This has been the most insanely abundant summer.
It started out with a mild winter, and I'm not sure we got a frost at our place (varies by location around Homer) after mid-April; I could have planted my greenhouse then, but I kept waiting for the late frost that never came. June was dry and warm. It was a little scary because usually when I weed, there is moisture in the soil 3 or 4 inches down. This year there was no moisture in the soil up to 8 inches--bone dry. We got a week of rain the end of June and only the top 3 inches were moistened; it was still dry below that. For a gardener, I found that scary. Partly because I pay 6.5 cents per gallon of water and I can't or don't want to water as much as the garden would need to get down to the roots. But partly because I'm always sensitive to our environment, and the lack of snowcover this year likely contributed to the very dry soil as the snowmelt offers timed release of water.

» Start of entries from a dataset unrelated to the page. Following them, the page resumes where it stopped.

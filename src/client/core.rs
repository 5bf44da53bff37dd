//! 请求生命周期协调器：标识、取消、重试、分类与终态失败处理。
//!
//! Request lifecycle coordinator.
//!
//! Per call: `Dispatched -> (Retrying)* -> Settled{Success | Cancelled | Failed}`.
//!
//! - identity and cancellation handle are assigned at dispatch, one per logical call
//! - the pre-request hook runs once, before the first attempt
//! - attempts of one call are strictly sequential; cancellation stops the in-flight attempt
//!   and any pending retry
//! - every terminal failure goes through one path: error hook, notification, 401 teardown
//! - the registry entry is released when the call settles or the pending call is dropped

use crate::client::cancel::{chain, CancellationRegistry, Registration};
use crate::client::classify::{classify, Classification};
use crate::client::failure;
use crate::client::policy::{RetryDecision, RetryPolicy};
use crate::client::state::StateBag;
use crate::client::types::{
    Extracted, FlatResponse, PreparedRequest, RequestDescriptor, RequestId, ResponseEnvelope,
};
use crate::error::{ApiError, ErrorContext};
use crate::error_code::REQUEST_ID_KEY;
use crate::interceptors::{ErrorDisposition, RequestHooks};
use crate::notify::{
    content_key, render_report, Localizer, NotificationStack, Notifier, NotifyOptions,
    REQUEST_FAILED_KEY,
};
use crate::session::SessionStore;
use crate::transport::Transport;
use crate::Error;
use reqwest::header::{HeaderMap, HeaderName, HeaderValue};
use std::sync::Arc;
use std::time::Instant;
use tokio_util::sync::CancellationToken;
use tracing::{debug, info, warn};
use url::Url;

/// Shared machinery behind both calling conventions.
pub struct Coordinator {
    pub(crate) transport: Arc<dyn Transport>,
    pub(crate) hooks: Arc<dyn RequestHooks>,
    pub(crate) retry_policy: Arc<dyn RetryPolicy>,
    pub(crate) auto_retry: bool,
    pub(crate) base_url: Option<String>,
    pub(crate) default_headers: HeaderMap,
    pub(crate) registry: Arc<CancellationRegistry>,
    pub(crate) notifications: Arc<NotificationStack>,
    pub(crate) notifier: Arc<dyn Notifier>,
    pub(crate) localizer: Arc<dyn Localizer>,
    pub(crate) session: Arc<dyn SessionStore>,
    pub(crate) state: Arc<StateBag>,
}

struct Outcome {
    result: std::result::Result<Extracted, ApiError>,
    response: Option<Arc<ResponseEnvelope>>,
    attempts: u32,
}

impl Coordinator {
    /// Assign identity and cancellation handle. Nothing is sent until the returned
    /// [`PendingRequest`] is awaited.
    pub fn dispatch(self: &Arc<Self>, descriptor: RequestDescriptor) -> PendingRequest {
        let id = RequestId::generate();
        let token = chain(descriptor.signal.as_ref());
        let registration = Registration::new(Arc::clone(&self.registry), id.clone(), token);
        let notify = descriptor.silent_error_notify;
        debug!(
            request_id = %id,
            method = %descriptor.method,
            url = %descriptor.url,
            "request dispatched"
        );
        let prepared = self.prepare(id, descriptor);
        PendingRequest {
            coordinator: Arc::clone(self),
            registration,
            prepared,
            notify,
            started: Instant::now(),
        }
    }

    /// No-op for unknown or settled identities.
    pub fn cancel(&self, id: &RequestId) -> bool {
        self.registry.cancel(id)
    }

    pub fn cancel_all(&self) -> usize {
        self.registry.cancel_all()
    }

    pub fn registry(&self) -> &Arc<CancellationRegistry> {
        &self.registry
    }

    pub fn notifications(&self) -> &Arc<NotificationStack> {
        &self.notifications
    }

    pub fn state(&self) -> &Arc<StateBag> {
        &self.state
    }

    fn prepare(
        &self,
        id: RequestId,
        mut descriptor: RequestDescriptor,
    ) -> std::result::Result<PreparedRequest, ApiError> {
        let url = self
            .resolve_url(&descriptor)
            .map_err(|e| failure::fault(e, Some(descriptor.url.as_str())))?;

        // call-site headers win over client defaults
        let mut headers = self.default_headers.clone();
        for (name, value) in descriptor.headers.iter() {
            headers.insert(name.clone(), value.clone());
        }
        if let (Ok(name), Ok(value)) = (
            HeaderName::from_bytes(REQUEST_ID_KEY.as_bytes()),
            HeaderValue::from_str(id.as_str()),
        ) {
            headers.insert(name, value);
        }
        descriptor.headers = headers;

        Ok(PreparedRequest {
            id,
            url,
            descriptor,
        })
    }

    pub(crate) fn resolve_url(&self, descriptor: &RequestDescriptor) -> crate::Result<Url> {
        let mut url = match Url::parse(&descriptor.url) {
            Ok(url) => url,
            Err(url::ParseError::RelativeUrlWithoutBase) => {
                let base = self.base_url.as_deref().ok_or_else(|| {
                    Error::configuration_with_context(
                        "relative request URL without a base_url",
                        ErrorContext::new()
                            .with_field_path("config.base_url")
                            .with_details(descriptor.url.clone()),
                    )
                })?;
                Url::parse(&combine_urls(base, &descriptor.url))?
            }
            Err(e) => return Err(e.into()),
        };
        if !descriptor.query.is_empty() {
            url.query_pairs_mut().extend_pairs(descriptor.query.iter());
        }
        Ok(url)
    }

    async fn drive(
        &self,
        prepared: std::result::Result<PreparedRequest, ApiError>,
        notify: bool,
        token: &CancellationToken,
    ) -> Outcome {
        let mut request = match prepared {
            Ok(request) => request,
            Err(e) => return self.failed(e, notify, None, 0).await,
        };
        let url = request.url.to_string();

        let hooked = tokio::select! {
            biased;
            _ = token.cancelled() => {
                return self
                    .failed(failure::cancelled("aborted before dispatch", Some(url.as_str())), notify, None, 0)
                    .await;
            }
            r = self.hooks.on_request(&mut request) => r,
        };
        if let Err(e) = hooked {
            return self
                .failed(failure::fault(e, Some(url.as_str())), notify, None, 0)
                .await;
        }

        let request = Arc::new(request);
        let mut attempt: u32 = 0;
        let settled = loop {
            let outcome = tokio::select! {
                biased;
                _ = token.cancelled() => break Err(failure::cancelled("aborted by caller", Some(url.as_str()))),
                r = self.execute_once(&request) => r,
            };
            let failed = match outcome {
                Ok(envelope) => break Ok(envelope),
                Err(failed) => failed,
            };
            let decision = if self.auto_retry {
                self.retry_policy.decide(&failed, attempt)
            } else {
                RetryDecision::Fail
            };
            match decision {
                RetryDecision::Retry { delay } => {
                    attempt += 1;
                    debug!(
                        request_id = %request.id,
                        attempt,
                        http_status = ?failed.status(),
                        delay_ms = delay.as_millis() as u64,
                        "retrying request"
                    );
                    if !delay.is_zero() {
                        tokio::select! {
                            biased;
                            _ = token.cancelled() => break Err(failure::cancelled("aborted during retry backoff", Some(url.as_str()))),
                            _ = tokio::time::sleep(delay) => {}
                        }
                    }
                }
                RetryDecision::Fail => break Err(failure::from_attempt(failed, &url)),
            }
        };
        let attempts = attempt + 1;

        let envelope = match settled {
            Ok(envelope) => envelope,
            Err(e) => return self.failed(e, notify, None, attempts).await,
        };

        match classify(&envelope) {
            Classification::PassThrough | Classification::StructuredSuccess => {
                let level = request.descriptor.extract_level;
                Outcome {
                    result: Ok(self.hooks.transform_response(Arc::clone(&envelope), level)),
                    response: Some(envelope),
                    attempts,
                }
            }
            Classification::Unrecognized => {
                let err = failure::unrecognized(Arc::clone(&envelope));
                self.failed(err, notify, Some(envelope), attempts).await
            }
        }
    }

    async fn failed(
        &self,
        error: ApiError,
        notify: bool,
        response: Option<Arc<ResponseEnvelope>>,
        attempts: u32,
    ) -> Outcome {
        Outcome {
            result: self.settle_failure(error, notify).await,
            response,
            attempts,
        }
    }

    /// The single terminal-failure path.
    ///
    /// Cancellation settles directly. Everything else goes through the error hook, then
    /// notification unless suppressed or silenced; a 401 always tears the session down.
    async fn settle_failure(
        &self,
        error: ApiError,
        notify: bool,
    ) -> std::result::Result<Extracted, ApiError> {
        if error.is_cancelled() {
            return Err(error);
        }

        let status = error.status();
        let result = match self.hooks.on_error(&error).await {
            ErrorDisposition::Propagate => {
                if notify {
                    self.notify(&error);
                }
                Err(error)
            }
            ErrorDisposition::Replace(replacement) => {
                if notify {
                    self.notify(&replacement);
                }
                Err(replacement)
            }
            ErrorDisposition::Recover(value) => {
                debug!(kind = %error.kind(), "error hook recovered the call");
                Ok(value)
            }
            ErrorDisposition::Suppress => {
                debug!(kind = %error.kind(), code = %error.code(), "error suppressed by hook");
                Err(error)
            }
        };

        if status == Some(401) {
            warn!("unauthorized response, resetting session");
            self.session.reset_store().await;
        }
        result
    }

    fn notify(&self, error: &ApiError) {
        let content = render_report(&error.to_report_message());
        let key = content_key(&content);
        let title = self.localizer.t(REQUEST_FAILED_KEY, &[]);
        let notifier = Arc::clone(&self.notifier);
        let shown = self.notifications.show(key, move |dismissal| {
            notifier.error(
                &title,
                NotifyOptions::new()
                    .with_render(content)
                    .with_on_leave(move || dismissal.dismiss()),
            );
        });
        if !shown {
            debug!(code = %error.code(), "duplicate failure notification skipped");
        }
    }
}

/// `base` and `relative` joined with exactly one slash.
pub(crate) fn combine_urls(base: &str, relative: &str) -> String {
    if relative.is_empty() {
        return base.to_string();
    }
    format!(
        "{}/{}",
        base.trim_end_matches('/'),
        relative.trim_start_matches('/')
    )
}

/// A dispatched call. Awaiting [`send`](Self::send) or [`send_flat`](Self::send_flat) runs it;
/// dropping it unawaited releases its identity.
pub struct PendingRequest {
    coordinator: Arc<Coordinator>,
    registration: Registration,
    prepared: std::result::Result<PreparedRequest, ApiError>,
    notify: bool,
    started: Instant,
}

impl PendingRequest {
    pub fn id(&self) -> &RequestId {
        self.registration.id()
    }

    /// The call's internal handle. Cancelling it is equivalent to cancelling the identity.
    pub fn cancellation_token(&self) -> CancellationToken {
        self.registration.token().clone()
    }

    /// Throwing convention: the extracted value or the normalized error.
    pub async fn send(self) -> std::result::Result<Extracted, ApiError> {
        self.run().await.result
    }

    /// Structured-result convention. Never fails.
    pub async fn send_flat(self) -> FlatResponse {
        let outcome = self.run().await;
        FlatResponse::from_result(outcome.result, outcome.response)
    }

    async fn run(self) -> Outcome {
        let PendingRequest {
            coordinator,
            registration,
            prepared,
            notify,
            started,
        } = self;

        let outcome = coordinator
            .drive(prepared, notify, registration.token())
            .await;
        let request_id = registration.id().clone();
        drop(registration);

        let duration_ms = started.elapsed().as_millis() as u64;
        let http_status = outcome
            .response
            .as_ref()
            .map(|r| r.status)
            .or_else(|| outcome.result.as_ref().err().and_then(|e| e.status()));
        match &outcome.result {
            Ok(_) => info!(
                request_id = %request_id,
                http_status = ?http_status,
                attempts = outcome.attempts,
                duration_ms,
                "request settled"
            ),
            Err(e) if e.is_cancelled() => info!(
                request_id = %request_id,
                attempts = outcome.attempts,
                duration_ms,
                "request cancelled"
            ),
            Err(e) => warn!(
                request_id = %request_id,
                http_status = ?http_status,
                attempts = outcome.attempts,
                duration_ms,
                kind = %e.kind(),
                code = %e.code(),
                error = %e,
                "request failed"
            ),
        }
        outcome
    }
}

#[cfg(test)]
mod tests {
    use super::*;

    #[test]
    fn test_combine_urls() {
        assert_eq!(combine_urls("http://h/api/", "/v2/x"), "http://h/api/v2/x");
        assert_eq!(combine_urls("http://h/api", "v2/x"), "http://h/api/v2/x");
        assert_eq!(combine_urls("http://h/api", ""), "http://h/api");
    }
}
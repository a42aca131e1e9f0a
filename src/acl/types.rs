use serde::{Deserialize, Serialize};
use std::fmt;

/// Actions a user may perform against a database as a whole.
#[derive(Debug, Clone, Copy, PartialEq, Eq, Hash, PartialOrd, Ord, Serialize, Deserialize)]
#[serde(rename_all = "SCREAMING_SNAKE_CASE")]
pub enum DatabaseAction {
    Login,
    Save,
    Restore,
    Drop,
    CreateField,
    ViewUsers,
    AddUser,
    DeleteUser,
    EditPermissions,
}

impl DatabaseAction {
    pub const ALL: [DatabaseAction; 9] = [
        Self::Login,
        Self::Save,
        Self::Restore,
        Self::Drop,
        Self::CreateField,
        Self::ViewUsers,
        Self::AddUser,
        Self::DeleteUser,
        Self::EditPermissions,
    ];

    /// Human readable name, e.g. `Edit Permissions`.
    pub fn action_name(&self) -> &'static str {
        match self {
            Self::Login => "Login",
            Self::Save => "Save",
            Self::Restore => "Restore",
            Self::Drop => "Drop",
            Self::CreateField => "Create Field",
            Self::ViewUsers => "View Users",
            Self::AddUser => "Add User",
            Self::DeleteUser => "Delete User",
            Self::EditPermissions => "Edit Permissions",
        }
    }
}

impl fmt::Display for DatabaseAction {
    fn fmt(&self, f: &mut fmt::Formatter<'_>) -> fmt::Result {
        f.write_str(self.action_name())
    }
}

/// Actions a user may perform against a single field.
#[derive(Debug, Clone, Copy, PartialEq, Eq, Hash, PartialOrd, Ord, Serialize, Deserialize)]
#[serde(rename_all = "SCREAMING_SNAKE_CASE")]
pub enum FieldAction {
    Insert,
    Delete,
    Get,
    Put,
    Find,
    /// Covers both `next` and `prev`.
    Iterate,
    /// Looking the field up by name or listing it.
    SeeField,
    DeleteField,
    ResizeField,
}

impl FieldAction {
    pub const ALL: [FieldAction; 9] = [
        Self::Insert,
        Self::Delete,
        Self::Get,
        Self::Put,
        Self::Find,
        Self::Iterate,
        Self::SeeField,
        Self::DeleteField,
        Self::ResizeField,
    ];

    pub fn action_name(&self) -> &'static str {
        match self {
            Self::Insert => "Insert",
            Self::Delete => "Delete",
            Self::Get => "Get",
            Self::Put => "Put",
            Self::Find => "Find",
            Self::Iterate => "Iterate",
            Self::SeeField => "See Field",
            Self::DeleteField => "Delete Field",
            Self::ResizeField => "Resize Field",
        }
    }
}

impl fmt::Display for FieldAction {
    fn fmt(&self, f: &mut fmt::Formatter<'_>) -> fmt::Result {
        f.write_str(self.action_name())
    }
}

/// Value stored in an ACL table entry.
///
/// `None` means "no opinion": for field specific entries it falls back to the
/// global entry, everywhere else it behaves like an absent entry.
#[derive(Debug, Clone, Copy, PartialEq, Eq, Hash, Serialize, Deserialize)]
#[serde(rename_all = "SCREAMING_SNAKE_CASE")]
pub enum PermissionType {
    Allow,
    Deny,
    None,
}

impl fmt::Display for PermissionType {
    fn fmt(&self, f: &mut fmt::Formatter<'_>) -> fmt::Result {
        match self {
            Self::Allow => write!(f, "Allow"),
            Self::Deny => write!(f, "Deny"),
            Self::None => write!(f, "None"),
        }
    }
}

/// Which entry of an ACL a permission change addresses.
#[derive(Debug, Clone, PartialEq, Eq)]
pub enum PermissionTarget {
    Database(DatabaseAction),
    /// Applies to every field without a field specific entry.
    GlobalField(FieldAction),
    /// Field specific override, by field name.
    Field(String, FieldAction),
}

#[cfg(test)]
mod tests {
    use super::*;

    #[test]
    fn action_names_are_spaced() {
        assert_eq!(DatabaseAction::EditPermissions.to_string(), "Edit Permissions");
        assert_eq!(FieldAction::SeeField.to_string(), "See Field");
        assert_eq!(FieldAction::Iterate.to_string(), "Iterate");
    }

    #[test]
    fn actions_serialize_as_screaming_snake_case() {
        let json = serde_json::to_string(&FieldAction::DeleteField).unwrap();
        assert_eq!(json, "\"DELETE_FIELD\"");
        let back: DatabaseAction = serde_json::from_str("\"CREATE_FIELD\"").unwrap();
        assert_eq!(back, DatabaseAction::CreateField);
    }
}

In mid-July it started raining, and it seems like it was rainy or cloudy every day until yesterday, though I was gone for 3 weeks of that time, so I couldn't vouch for that. But suddenly we found ourselves watching for the rare period that the grass was dry enough to mow, and it felt like we were haying rather than mowing. Instead of being like 'normal' Alaskan rainy days, it was warm along with the rain rather than cool, making for crazy growth.
This is the year of the berries.
I didn't know blueberries grew on this side of Kachemak Bay, but this summer, I am finding them here, there and everywhere in abundance on the Homer side, and others have mentioned this as well, so I know it's not just me. I thought I'd been missing them all these years!
By August 1 my quota of berries had been met, a whole month earlier than usual:
|My serviceberry bush (bushes?)|
one shelf in my stand-up freezer. That lasts me about a year worth of smoothies. Of course, with berries right here in Homer, do you think I stop picking? No! It is a problem because every spare moment I want to run out to my favorite patches and pick, because the abundance continues. I lost all of my raspberries this year because I was gone during the crucial first week of August and by time I got home, the slugs and yellowjackets had decimated all raspberries I could find. It was disgusting picking berries (attempting to) because there would either be a swarm of yellowjackets around me or on the berries, and if not a yellowjacket, a slug! Eeeew! But other berries have made up for the raspberries.
My serviceberry plant that got me 1 1/2 gallons a couple years ago and 2 gallons last year got me 3 1/2 gallons this year. I was up on a ladder picking, with, once again, yellowjackets swarming. I am so amazed I didn't get stung, but they were pretty drunk from the berries. They'd literally eaten chunks out of the berries. The slugs had only gotten to the lowest berries that were in the grass so we didn't lose too many to them.
And did I mention the strawberries?
I have this tiny little patch that I put 9 plants into a few years ago that was going nuts this year. It helped I beefed up my bird resistance system, covering the plants more thoroughly with chicken wire. Last year I lost a lot to the birds. This year I lost many to the slugs. I even ran into friends buying cheap beer to lure the slugs away from the berries. Despite slugs, I got a great strawberry harvest.
And my apple tree
...what a weird thing. A few years ago rabbits ringed two of my three apple trees. We cut the two down, and I'd heard that one tree cannot ever produce apples by itself because it needs to cross-pollinate, so I contemplated cutting the other one down. Low and behold, it blossomed and has apples on it this year--big, tasty apples! Go figure!
Our rhubarb brought in $70 this summer,
in addition to providing countless crisps and enough to can and freeze as well. Bear Creek Winery pays 75 cents a pound for rhubarb cut into 1 inch pieces. My kids use it as a way to earn some mad money. Three times this season we cleaned out our small rhubarb patch, pulling the stalks, cutting off the tops for the compost, chopping, and then dropping it at the winery. It is quick and easy, and each time netted us a bit over $20. Otherwise it'll just die and rot, and I'll throw it all in the compost.
I didn't think I would get any fish this year, what with all my traveling, but one of my cousins called me up and offered a trade I couldn't resist: She would provide the fish all filleted, if I would process (can most; vac-pack the rest) hers for her. Another cousin had a 36-jar canner (24 pints and 12 half pints), so that meant only 2 loads, one for her and one for me. I got to do it at one of my cousin's place, and she had it all set up with cutting boards, knives, and a freezer to throw things into when done. It was a deal too sweet to pass up, so a day later I was back home with 36 jars of canned salmon and 18 frozen filets and a happy cousin. That is abundance!
Alaska always feels like abundance to me anyways, but this summer was just nuts. Homer folks pulled in their hay on May 31, and this weekend are cutting a second round (first dry spell in 6 weeks!). Berries, fish, garden...and just the weather that made it all a joy. Wow. It makes me feel so rich to have a freezer and cupboards full of real, fresh food that we can enjoy for the coming year.